Set up a consultation

Once you’ve identified a therapist who might be a good fit for you, ask if they’re available for a consultation. Some therapists offer free 15-minute phone consultations. Some offer full-session paid consulting. Experts recommend, if possible, a full session so that you can see how the person is working.

During your consultation, pay attention to how you’re feeling, says Schanberg. She suggests asking yourself: Do they seem interested in me as a person? Are they asking me relevant questions? ”

It may take several sessions to determine if a therapist is a good fit. “In just two or three sessions, someone who makes you feel heard, someone who makes you feel seen, someone who gives you presence and attention. You can know for sure.”

find the right fit

When looking for a therapist, Lundquist says it’s important to be “choosy.”
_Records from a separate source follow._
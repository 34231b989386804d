//! User accounts.
//!
//! Users own receipts and cashback requests. Their `balance` column is maintained by
//! [`crate::core::balance`] and never written here after creation.

use crate::{
    entities::{User, user},
    errors::{Error, Result},
};
use chrono::Utc;
use sea_orm::{Set, SqlErr, prelude::*};
use tracing::info;

/// Creates a user with a zero balance.
///
/// # Errors
/// Returns an error if the username is empty or already taken, or the insert fails.
pub async fn create_user(db: &DatabaseConnection, username: String) -> Result<user::Model> {
    let username = username.trim().to_string();
    if username.is_empty() {
        return Err(Error::Config {
            message: "Username cannot be empty".to_string(),
        });
    }

    let now = Utc::now();
    let user = user::ActiveModel {
        username: Set(username.clone()),
        balance: Set(0),
        created_at: Set(now),
        updated_at: Set(now),
        ..Default::default()
    };

    match user.insert(db).await {
        Ok(user) => {
            info!("Created user {} '{}'", user.id, user.username);
            Ok(user)
        }
        Err(err) if matches!(err.sql_err(), Some(SqlErr::UniqueConstraintViolation(_))) => {
            Err(Error::Config {
                message: format!("Username '{username}' is already taken"),
            })
        }
        Err(err) => Err(err.into()),
    }
}

/// Retrieves a specific user by its unique ID.
///
/// # Errors
/// Returns an error if the database query fails.
pub async fn get_user_by_id(db: &DatabaseConnection, user_id: i64) -> Result<Option<user::Model>> {
    User::find_by_id(user_id).one(db).await.map_err(Into::into)
}

#[cfg(test)]
mod tests {
    #![allow(clippy::unwrap_used)]
    use super::*;
    use crate::test_utils::*;
    use sea_orm::{DatabaseBackend, MockDatabase};

    #[tokio::test]
    async fn test_create_user_validation() -> Result<()> {
        let db = MockDatabase::new(DatabaseBackend::Sqlite).into_connection();
        let result = create_user(&db, "  ".to_string()).await;
        assert!(matches!(result.unwrap_err(), Error::Config { message: _ }));
        Ok(())
    }

    #[tokio::test]
    async fn test_create_and_get_user() -> Result<()> {
        let db = setup_test_db().await?;

        let user = create_user(&db, " alice ".to_string()).await?;
        assert_eq!(user.username, "alice");
        assert_eq!(user.balance, 0);

        assert_eq!(get_user_by_id(&db, user.id).await?, Some(user));
        assert!(get_user_by_id(&db, 999).await?.is_none());

        let taken = create_user(&db, "alice".to_string()).await;
        assert!(matches!(taken, Err(Error::Config { .. })));

        Ok(())
    }
}
//! Fiscal data parser - Turns a QR payload into a validated [`ParsedReceipt`].
//!
//! The work is split in three steps so each can be tested on its own:
//! [`normalize_reference`] builds the ticket-lookup URL, a [`FiscalTicketSource`] fetches
//! the raw JSON ticket, and [`parse_ticket`] validates and extracts the canonical fields.
//! [`fetch_receipt`] chains the three.
//!
//! Amounts in the ticket are minor currency units and are kept as integers; a fractional or
//! non-finite amount is treated as invalid.

use crate::config::settings::FiscalApiConfig;
use crate::errors::{Error, Result};
use crate::models::{ItemProps, ParsedLineItem, ParsedReceipt};
use async_trait::async_trait;
use chrono::{DateTime, NaiveDate, NaiveDateTime, Utc};
use reqwest::{Client, Url};
use serde_json::Value;
use std::time::Duration;
use tracing::{debug, info, instrument, warn};

/// Query parameters a ticket-lookup URL must carry.
const REQUIRED_PARAMS: [&str; 4] = ["i", "f", "s", "t"];

/// Outbound port to the fiscal ticket service.
#[async_trait]
pub trait FiscalTicketSource: Send + Sync {
    /// Fetches the raw ticket JSON for a normalized lookup URL.
    ///
    /// # Errors
    /// `UpstreamUnavailable` on transport failures, timeouts and error statuses;
    /// `InvalidUpstreamPayload` when the body is not JSON.
    async fn fetch_ticket(&self, url: &Url) -> Result<Value>;
}

/// [`FiscalTicketSource`] backed by a `reqwest` client with a bounded timeout.
#[derive(Debug, Clone)]
pub struct HttpFiscalClient {
    client: Client,
}

impl HttpFiscalClient {
    /// Creates a client using the configured timeout.
    pub fn new(config: &FiscalApiConfig) -> Result<Self> {
        Self::with_timeout(config.timeout())
    }

    /// Creates a client with an explicit request timeout.
    pub fn with_timeout(timeout: Duration) -> Result<Self> {
        let client = Client::builder()
            .timeout(timeout)
            .connect_timeout(timeout.min(Duration::from_secs(5)))
            .build()
            .map_err(|e| Error::Config {
                message: format!("Failed to build fiscal HTTP client: {e}"),
            })?;
        Ok(Self { client })
    }
}

#[async_trait]
impl FiscalTicketSource for HttpFiscalClient {
    #[instrument(skip(self, url), fields(url = %url))]
    async fn fetch_ticket(&self, url: &Url) -> Result<Value> {
        let response = self
            .client
            .get(url.clone())
            .header(reqwest::header::ACCEPT, "application/json")
            .send()
            .await
            .map_err(|e| Error::UpstreamUnavailable {
                message: if e.is_timeout() {
                    format!("request timed out: {e}")
                } else {
                    e.to_string()
                },
            })?;

        let status = response.status();
        debug!("Fiscal service responded with status {}", status);
        if !status.is_success() {
            return Err(Error::UpstreamUnavailable {
                message: format!("fiscal service returned status {status}"),
            });
        }

        let body = response
            .text()
            .await
            .map_err(|e| Error::UpstreamUnavailable {
                message: format!("failed to read response body: {e}"),
            })?;

        serde_json::from_str(&body).map_err(|e| Error::InvalidUpstreamPayload {
            message: format!("response is not JSON: {e}"),
        })
    }
}

/// Normalizes a QR payload or URL into the ticket-lookup URL under `endpoint`.
///
/// Input that does not start with `http` is taken to be the query string alone.
pub fn normalize_reference(reference: &str, endpoint: &str) -> Result<Url> {
    let malformed = |reason: String| Error::MalformedReference {
        reference: reference.to_string(),
        reason,
    };

    let reference_trimmed = reference.trim();
    if reference_trimmed.is_empty() {
        return Err(malformed("reference is empty".to_string()));
    }

    let candidate = if reference_trimmed.starts_with("http") {
        reference_trimmed.to_string()
    } else if reference_trimmed.starts_with('?') {
        format!("{endpoint}{reference_trimmed}")
    } else {
        format!("{endpoint}?{reference_trimmed}")
    };

    let url = Url::parse(&candidate).map_err(|e| malformed(format!("not a valid URL: {e}")))?;
    let expected = Url::parse(endpoint).map_err(|e| Error::Config {
        message: format!("Invalid fiscal endpoint '{endpoint}': {e}"),
    })?;

    if url.scheme() != expected.scheme()
        || url.host_str() != expected.host_str()
        || url.port_or_known_default() != expected.port_or_known_default()
        || url.path().trim_end_matches('/') != expected.path().trim_end_matches('/')
    {
        return Err(malformed(format!("expected a {endpoint} link")));
    }

    for param in REQUIRED_PARAMS {
        let present = url
            .query_pairs()
            .any(|(key, value)| key == param && !value.trim().is_empty());
        if !present {
            return Err(malformed(format!("missing query parameter '{param}'")));
        }
    }

    Ok(url)
}

/// Normalizes `reference`, fetches the ticket through `source`, and parses it.
#[instrument(skip(source))]
pub async fn fetch_receipt<S>(source: &S, reference: &str, endpoint: &str) -> Result<ParsedReceipt>
where
    S: FiscalTicketSource + ?Sized,
{
    let url = normalize_reference(reference, endpoint)?;
    info!("Requesting fiscal ticket from {}", url);
    let payload = source.fetch_ticket(&url).await?;
    let parsed = parse_ticket(&payload)?;
    info!(
        "Parsed fiscal ticket {} with {} items",
        parsed.fiscal_id,
        parsed.items.len()
    );
    Ok(parsed)
}

/// Validates a raw ticket payload and extracts its canonical fields.
///
/// Invalid line items are dropped with a warning. When any items survive, their totals
/// must add up to the ticket total exactly.
pub fn parse_ticket(payload: &Value) -> Result<ParsedReceipt> {
    let ticket = payload
        .get("ticket")
        .filter(|ticket| ticket.is_object())
        .ok_or_else(|| Error::InvalidUpstreamPayload {
            message: "missing ticket".to_string(),
        })?;
    let fiscal_id = ticket
        .get("fiscalId")
        .and_then(text)
        .ok_or_else(|| Error::InvalidUpstreamPayload {
            message: "missing ticket.fiscalId".to_string(),
        })?;

    let transaction_id = ticket
        .get("transactionId")
        .and_then(text)
        .ok_or_else(|| incomplete("ticket.transactionId"))?;

    let date = ticket
        .get("transactionDate")
        .and_then(Value::as_str)
        .and_then(parse_ticket_date)
        .ok_or_else(|| incomplete("ticket.transactionDate"))?;

    let total_amount = ticket
        .get("totalSum")
        .and_then(minor_units)
        .ok_or_else(|| incomplete("ticket.totalSum"))?;

    let (tax_amount, tax_rate) = parse_taxes(payload.get("taxes"))?;

    let kkt_code = payload
        .get("kkmFnsId")
        .and_then(text)
        .ok_or_else(|| incomplete("kkmFnsId"))?;
    let kkt_serial_number = payload
        .get("kkmSerialNumber")
        .and_then(text)
        .ok_or_else(|| incomplete("kkmSerialNumber"))?;

    let payment_method = ticket
        .get("payments")
        .and_then(|payments| payments.get(0))
        .and_then(|payment| payment.get("paymentType"))
        .and_then(text);
    if payment_method.is_none() {
        debug!("No payment method on ticket {}", fiscal_id);
    }

    let measure_units = payload.get("measureUnits");
    let items: Vec<ParsedLineItem> = ticket
        .get("items")
        .and_then(Value::as_array)
        .map(|raw_items| {
            raw_items
                .iter()
                .enumerate()
                .filter_map(|(index, raw)| {
                    let item = parse_line_item(index, raw, measure_units);
                    if item.is_none() {
                        warn!("Dropping invalid item at index {} on ticket {}: {}", index, fiscal_id, raw);
                    }
                    item
                })
                .collect()
        })
        .unwrap_or_default();

    if items.is_empty() {
        info!("No valid items on ticket {}", fiscal_id);
    } else {
        let items_total = items
            .iter()
            .try_fold(0_i64, |total, item| total.checked_add(item.props.total_price))
            .ok_or_else(|| incomplete("ticket.items"))?;
        if items_total != total_amount {
            warn!(
                "Total amount mismatch on ticket {}: items total {} vs ticket total {}",
                fiscal_id, items_total, total_amount
            );
            return Err(Error::TotalsMismatch {
                items_total,
                receipt_total: total_amount,
            });
        }
    }

    Ok(ParsedReceipt {
        transaction_id,
        fiscal_id,
        date,
        total_amount,
        tax_amount,
        tax_rate,
        kkt_code,
        kkt_serial_number,
        payment_method,
        items,
    })
}

fn incomplete(field: &str) -> Error {
    Error::IncompleteReceiptData {
        field: field.to_string(),
    }
}

/// Sums the tax lines and takes the first line's rate. No taxes means zero for both.
fn parse_taxes(taxes: Option<&Value>) -> Result<(i64, f64)> {
    let Some(lines) = taxes.and_then(Value::as_array).filter(|lines| !lines.is_empty()) else {
        return Ok((0, 0.0));
    };

    let mut amount = 0_i64;
    for line in lines {
        match line.get("sum") {
            None | Some(Value::Null) => {}
            Some(sum) => {
                amount = minor_units(sum)
                    .and_then(|sum| amount.checked_add(sum))
                    .ok_or_else(|| incomplete("taxes.sum"))?;
            }
        }
    }

    let rate = match lines[0].get("rate") {
        None | Some(Value::Null) => 0.0,
        Some(rate) => rate
            .as_f64()
            .filter(|rate| rate.is_finite())
            .ok_or_else(|| incomplete("taxes.rate"))?,
    };

    Ok((amount, rate))
}

fn parse_line_item(index: usize, raw: &Value, measure_units: Option<&Value>) -> Option<ParsedLineItem> {
    let empty = Value::Null;
    let commodity = raw.get("commodity").unwrap_or(&empty);

    let name = commodity
        .get("name")
        .and_then(text)
        .unwrap_or_else(|| format!("Unknown_{}", index + 1));
    let department = commodity
        .get("sectionCode")
        .and_then(text)
        .unwrap_or_else(|| "Unknown".to_string());
    let unit_price = amount_or_zero(commodity.get("price"))?;
    let total_price = amount_or_zero(commodity.get("sum"))?;
    let quantity = match commodity.get("quantity") {
        None | Some(Value::Null) => 1,
        Some(quantity) => positive_count(quantity)?,
    };
    let measure_unit = commodity
        .get("measureUnitCode")
        .and_then(text)
        .and_then(|code| measure_units?.get(&code).and_then(text))
        .unwrap_or_else(|| "unit".to_string());

    Some(ParsedLineItem {
        name,
        props: ItemProps {
            department,
            unit_price,
            quantity,
            measure_unit,
            total_price,
        },
    })
}

/// Missing amounts default to zero; present ones must be valid minor units.
fn amount_or_zero(value: Option<&Value>) -> Option<i64> {
    match value {
        None | Some(Value::Null) => Some(0),
        Some(value) => minor_units(value),
    }
}

/// Largest magnitude accepted for a single amount. Beyond 2^53 a float no longer holds an
/// exact integer, and integers are held to the same bound.
const MAX_EXACT_UNITS: i64 = 1 << 53;

/// Reads a JSON number as integral minor units.
#[allow(
    clippy::float_cmp,
    clippy::cast_possible_truncation,
    clippy::cast_precision_loss
)]
fn minor_units(value: &Value) -> Option<i64> {
    if let Some(units) = value.as_i64() {
        return (1 - MAX_EXACT_UNITS..MAX_EXACT_UNITS).contains(&units).then_some(units);
    }
    let units = value.as_f64()?;
    (units.is_finite() && units.fract() == 0.0 && units.abs() < MAX_EXACT_UNITS as f64)
        .then_some(units as i64)
}

fn positive_count(value: &Value) -> Option<i32> {
    minor_units(value)
        .filter(|count| *count > 0)
        .and_then(|count| i32::try_from(count).ok())
}

/// Reads a non-empty string, or a number rendered as text.
fn text(value: &Value) -> Option<String> {
    match value {
        Value::String(s) if !s.trim().is_empty() => Some(s.trim().to_string()),
        Value::Number(n) => Some(n.to_string()),
        _ => None,
    }
}

/// Accepts RFC 3339 timestamps, naive timestamps (taken as UTC) and bare dates.
fn parse_ticket_date(raw: &str) -> Option<DateTime<Utc>> {
    let raw = raw.trim();
    if let Ok(date) = DateTime::parse_from_rfc3339(raw) {
        return Some(date.with_timezone(&Utc));
    }
    for format in ["%Y-%m-%dT%H:%M:%S%.f", "%Y-%m-%d %H:%M:%S%.f"] {
        if let Ok(naive) = NaiveDateTime::parse_from_str(raw, format) {
            return Some(naive.and_utc());
        }
    }
    NaiveDate::parse_from_str(raw, "%Y-%m-%d")
        .ok()
        .and_then(|date| date.and_hms_opt(0, 0, 0))
        .map(|naive| naive.and_utc())
}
“This is a very important relationship,” he says. “It’s important to get it right.”

Don’t feel bad if your provider tells you it’s not right for you. “A lot of times, clients don’t bring it up because they’re afraid of hurting our feelings,” Shamberg says. If the therapist is taking it personally, they’re probably not a good fit anyway.

Don’t give up if you try a therapist that isn’t right for you. “Finding the perfect fit may take time, but that’s part of the process,” Shamberg says. “That doesn’t mean you’re doing it wrong.”

Morey says finding a therapist is like dating. “It’s important to find the person you want to be around, and you probably won’t end up in a long-term relationship with the first person you date.”